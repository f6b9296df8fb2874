//! # blendna - reflective access to Blender's .blend files
//!
//! ## Example
//!
//! ```ignore
//! use blendna::{Blend, Query, BLOCK_CODE_ME};
//!
//! /// Prints the vertex count of every mesh in the file.
//! fn main() -> Result<(), Box<dyn std::error::Error>> {
//!     let blend = Blend::open("file.blend")?;
//!
//!     for mesh in blend.blocks(BLOCK_CODE_ME) {
//!         let mesh_type = blend.block_type(mesh).expect("meshes are typed");
//!         let totvert: i32 = mesh_type.query_value(&mesh.body, &Query::parse("totvert")?)?;
//!         println!("{} vertices", totvert);
//!     }
//!
//!     Ok(())
//! }
//! ```
//!
//! ## The .blend file
//!
//! Blender saves by dumping its memory to disk: a .blend file is a header
//! followed by tagged blocks, each of which is a snapshot of one or more C
//! structs from the producer's address space, terminated by an `ENDB`
//! sentinel block. Because struct layouts change between Blender versions,
//! the file carries its own schema: a distinguished `DNA1` block holds the
//! "Structure DNA" (SDNA), a dictionary naming every struct layout used in
//! the file - field names with their C declarator syntax (`*next`,
//! `mat[4][4]`, `(*free)()`), type names, type sizes and struct field lists.
//!
//! This crate parses the block stream, builds a type graph from the SDNA and
//! gives you typed, bounds-checked access into the raw block bodies:
//!
//! - [`Blend`] owns the parsed file and answers block and type lookups.
//! - [`TypeView`] and [`FieldView`] are borrowed windows onto the type
//!   graph; they slice block bytes and never copy them.
//! - [`Query`] is a small path language (`"vdata.layers[0].type"`) for
//!   multi-hop navigation, including dereferencing pointers between blocks.
//!
//! Pointers are resolved through the persisted addresses in the block
//! headers: every block remembers the address its body had when the file was
//! saved, and pointer fields store those stale addresses. Following a
//! pointer means finding the block whose address range covers the value and
//! slicing into its body. A null or dangling pointer simply fails to
//! resolve; it never panics.
//!
//! ## Compressed files
//!
//! Blender can gzip whole save files. [`Blend::open`] detects the gzip magic
//! and decompresses before parsing. [`Blend::read`] expects uncompressed
//! bytes.
//!
//! ## Endianness
//!
//! The file declares the endianness and pointer width of the machine that
//! wrote it, and the parser honours both: header fields, block headers, the
//! SDNA tables and pointer payloads inside block bodies are all decoded per
//! the declaration. Typed *value* reads ([`TypeView::query_value`],
//! [`FieldView::value`] and friends) are bit-casts and assume the file and
//! host agree on byte order; reading a big-endian file on a little-endian
//! host yields correctly parsed structure but byte-swapped primitives.
//!
//! ## Thread safety
//!
//! A `Blend` is immutable after construction. Share it by reference from as
//! many threads as you like; views and query results borrow from it and
//! cannot outlive it.

pub mod error;
pub mod memory;
pub mod parsers;
pub mod query;
pub mod reflection;
pub mod runtime;
pub mod stream;

pub use error::{BlendError, FormatError, QueryError, ReflectionError, StreamError};
pub use parsers::blend::{Block, BlockCode, BlockHeader, Header, RawBlend};
pub use parsers::blend::{
    BLOCK_CODE_AC, BLOCK_CODE_AR, BLOCK_CODE_BR, BLOCK_CODE_CA, BLOCK_CODE_CU, BLOCK_CODE_DATA,
    BLOCK_CODE_DNA1, BLOCK_CODE_ENDB, BLOCK_CODE_GLOB, BLOCK_CODE_GR, BLOCK_CODE_IM,
    BLOCK_CODE_KE, BLOCK_CODE_LA, BLOCK_CODE_LT, BLOCK_CODE_MA, BLOCK_CODE_ME, BLOCK_CODE_NT,
    BLOCK_CODE_OB, BLOCK_CODE_REND, BLOCK_CODE_SC, BLOCK_CODE_SR, BLOCK_CODE_TE, BLOCK_CODE_TEST,
    BLOCK_CODE_TX, BLOCK_CODE_USER, BLOCK_CODE_WM, BLOCK_CODE_WO, BLOCK_CODE_WS,
};
pub use parsers::{Endianness, PointerSize};
pub use query::{Query, QueryToken};
pub use runtime::{Blend, FieldView, TypeView};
┄┄┄┄┄┄┄┄┄┄
§ **AIM OF THE TASK**: From the first line to the last, return the records unchanged.

§ **ANSWER FOR THE TASK**:
repository f6b9296df8fb2874
//! # blendna - reflective access to Blender's .blend files
//!
//! ## Example
//!
//! ```ignore
//! use blendna::{Blend, Query, BLOCK_CODE_ME};
//!
//! /// Prints the vertex count of every mesh in the file.
//! fn main() -> Result<(), Box<dyn std::error::Error>> {
//!     let blend = Blend::open("file.blend")?;
//!
//!     for mesh in blend.blocks(BLOCK_CODE_ME) {
//!         let mesh_type = blend.block_type(mesh).expect("meshes are typed");
//!         let totvert: i32 = mesh_type.query_value(&mesh.body, &Query::parse("totvert")?)?;
//!         println!("{} vertices", totvert);
//!     }
//!
//!     Ok(())
//! }
//! ```
//!
//! ## The .blend file
//!
//! Blender saves by dumping its memory to disk: a .blend file is a header
//! followed by tagged blocks, each of which is a snapshot of one or more C
//! structs from the producer's address space, terminated by an `ENDB`
//! sentinel block. Because struct layouts change between Blender versions,
//! the file carries its own schema: a distinguished `DNA1` block holds the
//! "Structure DNA" (SDNA), a dictionary naming every struct layout used in
//! the file - field names with their C declarator syntax (`*next`,
//! `mat[4][4]`, `(*free)()`), type names, type sizes and struct field lists.
//!
//! This crate parses the block stream, builds a type graph from the SDNA and
//! gives you typed, bounds-checked access into the raw block bodies:
//!
//! - [`Blend`] owns the parsed file and answers block and type lookups.
//! - [`TypeView`] and [`FieldView`] are borrowed windows onto the type
//!   graph; they slice block bytes and never copy them.
//! - [`Query`] is a small path language (`"vdata.layers[0].type"`) for
//!   multi-hop navigation, including dereferencing pointers between blocks.
//!
//! Pointers are resolved through the persisted addresses in the block
//! headers: every block remembers the address its body had when the file was
//! saved, and pointer fields store those stale addresses. Following a
//! pointer means finding the block whose address range covers the value and
//! slicing into its body. A null or dangling pointer simply fails to
//! resolve; it never panics.
//!
//! ## Compressed files
//!
//! Blender can gzip whole save files. [`Blend::open`] detects the gzip magic
//! and decompresses before parsing. [`Blend::read`] expects uncompressed
//! bytes.
//!
//! ## Endianness
//!
//! The file declares the endianness and pointer width of the machine that
//! wrote it, and the parser honours both: header fields, block headers, the
//! SDNA tables and pointer payloads inside block bodies are all decoded per
//! the declaration. Typed *value* reads ([`TypeView::query_value`],
//! [`FieldView::value`] and friends) are bit-casts and assume the file and
//! host agree on byte order; reading a big-endian file on a little-endian
//! host yields correctly parsed structure but byte-swapped primitives.
//!
//! ## Thread safety
//!
//! A `Blend` is immutable after construction. Share it by reference from as
//! many threads as you like; views and query results borrow from it and
//! cannot outlive it.

pub mod error;
pub mod memory;
pub mod parsers;
pub mod query;
pub mod reflection;
pub mod runtime;
pub mod stream;

pub use error::{BlendError, FormatError, QueryError, ReflectionError, StreamError};
pub use parsers::blend::{Block, BlockCode, BlockHeader, Header, RawBlend};
pub use parsers::blend::{
    BLOCK_CODE_AC, BLOCK_CODE_AR, BLOCK_CODE_BR, BLOCK_CODE_CA, BLOCK_CODE_CU, BLOCK_CODE_DATA,
    BLOCK_CODE_DNA1, BLOCK_CODE_ENDB, BLOCK_CODE_GLOB, BLOCK_CODE_GR, BLOCK_CODE_IM,
    BLOCK_CODE_KE, BLOCK_CODE_LA, BLOCK_CODE_LT, BLOCK_CODE_MA, BLOCK_CODE_ME, BLOCK_CODE_NT,
    BLOCK_CODE_OB, BLOCK_CODE_REND, BLOCK_CODE_SC, BLOCK_CODE_SR, BLOCK_CODE_TE, BLOCK_CODE_TEST,
    BLOCK_CODE_TX, BLOCK_CODE_USER, BLOCK_CODE_WM, BLOCK_CODE_WO, BLOCK_CODE_WS,
};
pub use parsers::{Endianness, PointerSize};
pub use query::{Query, QueryToken};
pub use runtime::{Blend, FieldView, TypeView};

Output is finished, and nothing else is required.